Compact integrated photonic components for λ=3-15 micron

Chemicals are best recognized by their unique wavelength specific optical absorption signatures in the molecular fingerprint region from lambda=3-15 mu m. In recent years, photonic devices on chips are increasingly being used for chemical and biological sensing. Silicon has been the material of choice of the photonics industry over the last decade due to its easy integration with silicon electronics as well as its optical transparency in the near-infrared telecom wavelengths. Silicon is optically transparent from 1.1 mu m to 8 mu m with research from several groups in the mid-IR. However, intrinsic material losses in silicon exceed 2dB/cm after lambda similar to 7 mu m (similar to 0.25dB/cm at lambda=6 mu m). In addition to the waveguiding core, an appropriate transparent cladding is also required. Available core-cladding choices such as Ge-GaAs, GaAs-AlGaAs, InGaAs-InP would need suspended membrane photonic crystal waveguide geometries.

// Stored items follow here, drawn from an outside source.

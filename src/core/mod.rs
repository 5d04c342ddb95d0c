//! Core types for bdcut
//!
//! Foundation of the generator's type system: the error taxonomy and the
//! user-facing error presentation.
//!
//! # Modules
//!
//! ## `error` - Error Handling
//!
//! - [`BdcutError`] - Enumerated error types covering the generator's failure
//!   modes (missing/invalid format file, bad escape table, I/O)
//! - [`ErrorContext`] - User-friendly error wrapper with suggestions and details
//! - [`user_friendly_error`] - Convert any error to user-friendly format
//!
//! # Design Principles
//!
//! Every fallible operation returns a [`Result`] with meaningful error
//! information; user-facing errors carry actionable suggestions rendered with
//! terminal colors.

pub mod error;

pub use error::{BdcutError, ErrorContext, user_friendly_error};
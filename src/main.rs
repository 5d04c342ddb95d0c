//! bdcut CLI entry point
//!
//! Parses command-line arguments, initializes logging, runs the generation
//! pipeline, and renders failures as user-friendly errors.

use anyhow::Result;
use bdcut::cli::Cli;
use bdcut::core::user_friendly_error;
use clap::Parser;
use tracing_subscriber::EnvFilter;

fn main() -> Result<()> {
    let cli = Cli::parse();

    // Set up colored output for Windows
    #[cfg(windows)]
    colored::control::set_virtual_terminal(true).ok();

    init_tracing(cli.log_level());

    match cli.execute() {
        Ok(()) => Ok(()),
        Err(e) => {
            let error_ctx = user_friendly_error(e);
            error_ctx.display();
            std::process::exit(1);
        }
    }
}

/// Initialize the tracing subscriber.
///
/// An explicit level from the verbosity flags wins; otherwise `RUST_LOG` is
/// honored, falling back to `info` so the phase messages are visible.
fn init_tracing(level: Option<&str>) {
    let filter = match level {
        Some(level) => EnvFilter::new(level),
        None => EnvFilter::try_from_default_env().unwrap_or_else(|_| EnvFilter::new("info")),
    };

    let _ = tracing_subscriber::fmt()
        .with_env_filter(filter)
        .with_target(false)
        .with_writer(std::io::stderr)
        .try_init();
}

However, since the most efficient QCLs demonstrated are in the InP platform, the choice of InGaAs-InP eliminates need for wafer bonding versus other choices. The InGaAs-InP material platform can also potentially cover the entire molecular fingerprint region from lambda=315 mu m. At long wavelengths, in monolithic architectures integrating lasers, detectors and passive sensor photonic components without wafer bonding, compact passive photonic integrated circuit (PIC) components are desirable to reduce expensive epi material loss in passive PIC etched areas. In this paper, we consider miniaturization of waveguide bends and polarization rotators. We experimentally demonstrate suspended membrane subwavelength waveguide bends with compact sub-50 mu m bend radius and compact sub-300 mu m long polarization rotators in the InGaAs/InP material system. Measurements are centered at lambda=6.15 mu m for sensing ammonia.